Намек на веселье прорвался сквозь облака, прежде чем они снова сошлись вместе, на его лице.
— Это справедливый вопрос. К сожалению, моя жена умерла несколько лет назад. Она была одаренной женщиной с любовью к археологии — это была ее работа, и она постоянно исследовала, помогая глобальному магическому отделу артефактов в их поисках мощных объектов. Она пропала на раскопках в Антарктиде, ища остатки тайника, который был похоронен древним магом, и они нашли ее тело месяц спустя, под снегом. Должно быть, лавина застала ее врасплох, и она не смогла выбраться.
— Мне очень жаль. — Вот почему ты не задаешь личных вопросов! Я пожалела, что не держала рот на замке.
— Это было сложное время. Я никогда не знал такого горя, — спокойно ответил он.
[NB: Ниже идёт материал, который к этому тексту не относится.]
use super::{BoundField, generic};
use crate::{
    catalog::{Catalog, USE_CNT_TRADE},
    statics,
    widget::{Choice, Control, Refresh, Target, Tone, Widget, WidgetKey},
};
use std::ops::RangeInclusive;

const PAINTING_IDS: [RangeInclusive<i64>; 2] = [18..=22, 42..=44];
const ORNAMENT_IDS: [RangeInclusive<i64>; 2] = [1..=17, 45..=50];

struct SlotGroup {
    title: &'static str,
    slots: &'static [usize],
    paintings: bool,
}

const SLOT_GROUPS: [SlotGroup; 3] = [
    SlotGroup {
        title: "Paintings",
        slots: &[2, 5],
        paintings: true,
    },
    SlotGroup {
        title: "Girl's Side (Left Ornaments)",
        slots: &[0, 1, 3],
        paintings: false,
    },
    SlotGroup {
        title: "Boy's Side (Right Ornaments)",
        slots: &[4, 6, 7],
        paintings: false,
    },
];

fn trade_choices(catalog: &Catalog, ranges: &[RangeInclusive<i64>]) -> Vec<Choice> {
    let none = catalog.trade.name(0).unwrap_or(statics::EN_NONE);
    std::iter::once(Choice::numbered(0, none))
        .chain(
            catalog
                .trade
                .iter()
                .filter(|(id, _)| ranges.iter().any(|r| r.contains(id)))
                .map(|(id, e)| Choice::numbered(id, &e.name)),
        )
        .collect()
}

/// Bath decorations: every slot is a trade item, so selecting writes `use_cnt = 64`
/// together with the new `item_no`.
pub(super) fn bath_items(catalog: &Catalog, field: &BoundField) -> Widget {
    let Some(slots) = field.value.as_array() else {
        return generic::bind_field(field);
    };
    let paintings = trade_choices(catalog, &PAINTING_IDS);
    let ornaments = trade_choices(catalog, &ORNAMENT_IDS);

    let mut children = vec![Widget::note(
        "All bath items use the Trade category (use_cnt: 64). Paintings go in slots 2 and 5, ornaments everywhere else.",
        Tone::Info,
    )];
    for group in &SLOT_GROUPS {
        let options = if group.paintings { &paintings } else { &ornaments };
        let controls: Vec<Widget> = group
            .slots
            .iter()
            .filter(|&&slot| slot < slots.len())
            .map(|&slot| {
                let path = field.path.index(slot);
                let selected = slots[slot].int_field(statics::SK_ITEM_NO);
                Widget::Control(
                    Control::select(
                        WidgetKey::at(&path),
                        format!("Slot {slot}"),
                        options.clone(),
                        selected,
                    )
                    .bind(
                        Target::ItemWithCount {
                            path,
                            use_cnt: USE_CNT_TRADE,
                        },
                        Refresh::Nothing,
                    ),
                )
            })
            .collect();
        if !controls.is_empty() {
            children.push(Widget::section(
                WidgetKey::new(format!("sec:{}:{}", field.path, group.title)),
                group.title,
                controls,
            ));
        }
    }
    Widget::section(
        WidgetKey::tagged("sec", &field.path),
        format!("{} [{}]", field.label(), slots.len()),
        children,
    )
}

#[cfg(test)]
mod tests {
    use super::bath_items;
    use crate::{
        SaveValue,
        catalog::{Catalog, tests::small},
        edit::DataPath,
        render::BoundField,
        schema,
        widget::{ControlKind, Target, WidgetKey},
    };

    #[test]
    fn painting_and_ornament_slots_offer_different_ids() {
        let catalog = Catalog::bundled().unwrap();
        let records: Vec<String> = (0..8)
            .map(|_| r#"{"item_no": 0, "use_cnt": 64}"#.to_string())
            .collect();
        let v = SaveValue::parse(&format!("[{}]", records.join(","))).unwrap();
        let field = BoundField {
            descriptor: *schema::descriptor("furo_item").unwrap(),
            path: DataPath::from_dotted("game_data.furo_item"),
            value: &v,
        };
        let w = bath_items(&catalog, &field);
        assert_eq!(w.controls().len(), 8);

        let ids = |key: &str| match &w.find_control(&WidgetKey::new(key)).unwrap().kind {
            ControlKind::Select { options, .. } => options.iter().map(|c| c.value).collect::<Vec<_>>(),
            _ => Vec::new(),
        };
        assert_eq!(ids("game_data.furo_item[2]"), vec![0, 18, 19, 42]);
        assert_eq!(ids("game_data.furo_item[0]"), vec![0, 1, 45]);

        let binding = w
            .find_control(&WidgetKey::new("game_data.furo_item[5]"))
            .and_then(|c| c.binding.as_ref())
            .unwrap();
        assert!(matches!(binding.target, Target::ItemWithCount { use_cnt: 64, .. }));
    }

    #[test]
    fn short_arrays_skip_missing_slots() {
        let v = SaveValue::parse(r#"[{"item_no": 1, "use_cnt": 64}]"#).unwrap();
        let field = BoundField {
            descriptor: *schema::descriptor("furo_item").unwrap(),
            path: DataPath::from_dotted("game_data.furo_item"),
            value: &v,
        };
        let w = bath_items(&small(), &field);
        assert_eq!(w.controls().len(), 1);
    }
}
Примерно в это же время я открыл для себя медитацию и провел год с Эйфориками. Мой сын пошел со мной. Возможно, именно в этот момент он решил пойти по моему пути и излить свою боль во что-то конструктивное. Мне не нужно говорить тебе, как тяжело жить без родителей.
Я покачала головой.
— Да, это действительно паскудно.
— Ты когда-нибудь задумывалась о литературе? Ты так очаровательно умеешь обращаться со словами, — поддразнил он меня.
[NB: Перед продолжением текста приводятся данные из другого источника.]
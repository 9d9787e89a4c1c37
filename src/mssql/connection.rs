use async_trait::async_trait;
use tracing::debug;

use super::client::MssqlClient;
use super::query;
use crate::command::{Command, Executed};
use crate::driver::Connection;
use crate::error::DriverError;
use crate::results::DataSet;

/// One open SQL Server connection.
pub struct MssqlConnection {
    client: Option<MssqlClient>,
}

impl MssqlConnection {
    pub(crate) fn new(client: MssqlClient) -> Self {
        Self {
            client: Some(client),
        }
    }

    fn client(&mut self) -> Result<&mut MssqlClient, DriverError> {
        self.client
            .as_mut()
            .ok_or_else(|| DriverError::ConnectionError("sql server connection is closed".into()))
    }

    async fn simple(&mut self, sql: &str) -> Result<(), DriverError> {
        self.client()?.simple_query(sql).await?.into_results().await?;
        Ok(())
    }
}

#[async_trait]
impl Connection for MssqlConnection {
    async fn execute_non_query(
        &mut self,
        command: &Command,
    ) -> Result<Executed<u64>, DriverError> {
        debug!(shape = ?command.shape(), "mssql execute non-query");
        query::execute_non_query(self.client()?, command).await
    }

    async fn execute_query(&mut self, command: &Command) -> Result<Executed<DataSet>, DriverError> {
        debug!(shape = ?command.shape(), "mssql execute query");
        query::execute_query(self.client()?, command).await
    }

    async fn begin_transaction(&mut self) -> Result<(), DriverError> {
        self.simple("BEGIN TRANSACTION").await
    }

    async fn commit(&mut self) -> Result<(), DriverError> {
        self.simple("COMMIT TRANSACTION").await
    }

    async fn rollback(&mut self) -> Result<(), DriverError> {
        self.simple("IF @@TRANCOUNT > 0 ROLLBACK TRANSACTION").await
    }

    async fn close(&mut self) -> Result<(), DriverError> {
        match self.client.take() {
            Some(client) => Ok(client.close().await?),
            None => Ok(()),
        }
    }
}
— Люди постоянно твердят мне об этом, — ответила я, радуясь тому, что напряжение спало. Я больше не могла выносить печаль, хотя боль, исходившая от него, была вполне ощутимой, и не только из-за моих эмпатических способностей. Он носил каждое воспоминание об этом на своем открытом лице, его закрытые глаза мерцали.
— Даже сейчас мне кажется странным, что она не войдет в эту дверь. К этому невозможному отсутствию труднее всего привыкнуть, — сказал он. — Теперь я чувствую это к Джасинте. Мы с ней обычно проводили послеобеденные часы за чаем и обсуждали глобальные проблемы. Это кажется таким абсурдным, что она никогда больше не постучится в эту дверь и не присоединится ко мне в моей медитации.
Я отхлебнула чаю.
— Может быть, ты расскажешь мне о ней? — Я слишком мало знала о ней, и это заставило меня почувствовать непреодолимое чувство вины и горя. Было уже немного поздно, но мне хотелось узнать больше.
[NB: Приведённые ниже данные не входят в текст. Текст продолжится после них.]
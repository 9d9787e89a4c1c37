//! The driver collaborator: a connection factory plus the per-connection command and
//! transaction operations the executor relies on.
//!
//! Implemented by the `sqlite` and `mssql` backends, by [`AnyConnector`](crate::config::AnyConnector)
//! for runtime dispatch, and by the scripted test driver.

use async_trait::async_trait;

use crate::command::{Command, Executed};
use crate::error::DriverError;
use crate::results::{DataReader, DataSet};
use crate::types::DbValue;

/// Opens connections for one database.
#[async_trait]
pub trait Connector: Send + Sync {
    type Connection: Connection;

    /// Open a new connection.
    async fn open(&self) -> Result<Self::Connection, DriverError>;

    /// Connection string this connector was built from.
    fn connection_string(&self) -> &str;
}

/// One open connection.
///
/// Every `execute_*` call attaches the command's status slot and reports what was read
/// back in [`Executed::return_value`].
#[async_trait]
pub trait Connection: Send {
    /// Execute and return the number of rows affected.
    async fn execute_non_query(&mut self, command: &Command)
    -> Result<Executed<u64>, DriverError>;

    /// Execute and collect every result table.
    async fn execute_query(&mut self, command: &Command) -> Result<Executed<DataSet>, DriverError>;

    /// First column of the first row of the first result, or [`DbValue::Null`].
    async fn execute_scalar(&mut self, command: &Command) -> Result<Executed<DbValue>, DriverError> {
        let executed = self.execute_query(command).await?;
        Ok(executed.map(|data| {
            data.table(0)
                .and_then(|table| table.row(0))
                .and_then(|row| row.get_by_index(0))
                .cloned()
                .unwrap_or(DbValue::Null)
        }))
    }

    /// Execute and return a forward-only reader over the results.
    async fn execute_reader(
        &mut self,
        command: &Command,
    ) -> Result<Executed<DataReader>, DriverError> {
        let executed = self.execute_query(command).await?;
        Ok(executed.map(DataReader::new))
    }

    async fn begin_transaction(&mut self) -> Result<(), DriverError>;

    async fn commit(&mut self) -> Result<(), DriverError>;

    async fn rollback(&mut self) -> Result<(), DriverError>;

    /// Close the connection. Called at most once; the connection is not used afterwards.
    async fn close(&mut self) -> Result<(), DriverError>;
}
— С удовольствием, — ответил он. — А ты знаешь, что в культуре аборигенов считается неуместным упоминать имя умершего после того, как он скончался?
— Я не знала.
— Они верят, что оно удерживает душу запертой в мире живых, не позволяя им вернуться в мир духов. — Он неглубоко вздохнул. — Во всяком случае, мы можем назвать ее имя, и я так и сделаю. Джасинта Паркс была яркой женщиной с дурным чувством юмора. Я помню, как однажды мы с ней сидели здесь до самого утра, пили саке и говорили о нашей юности. Я думал, что мои ребра могут сломаться, так сильно я смеялся. Она рассказывала мне историю о том, как случайно превратила бывшего бойфренда в ящерицу и вынуждена была прятать его, пока не придумала обратное заклинание. Отец вошел в ее комнату, и она засунула ящерицу себе под рубашку. Каждый раз, когда он выскакивал, ей приходилось толкать его обратно вниз, одновременно пытаясь завести с отцом разумный разговор о колледже. То, как она вела себя… Ты, вероятно, должна была быть там, но я никогда так много не смеялся за всю свою жизнь.
Я усмехнулась, представляя себе это.
— Она была добра, всегда помогала новичкам, особенно Астрид. Именно Джасинта взяла ее под свое крылышко, когда та появилась, робкая, как новорожденный жеребенок. И, честное слово, Джасинта была потрясающей кухаркой. Однажды она приготовила потрясающее рагу для Астрид, которая была больна гриппом. Я попытался стащить кусочек, ничего не мог с собой поделать, но она шлепнула меня по руке прежде, чем я успел сунуть ложку в рот. Вся комната отдыха персонала разразилась смехом, естественно, а я стояла там перед кастрюлей, без ложки и потрясенный.
— Похоже, она сильная женщина, — сказала я, улыбаясь. Номура всегда казался таким уравновешенным и собранным; я не могла себе представить, чтобы он стоял там в такой забавной манере, а сердитая Джасинта била его.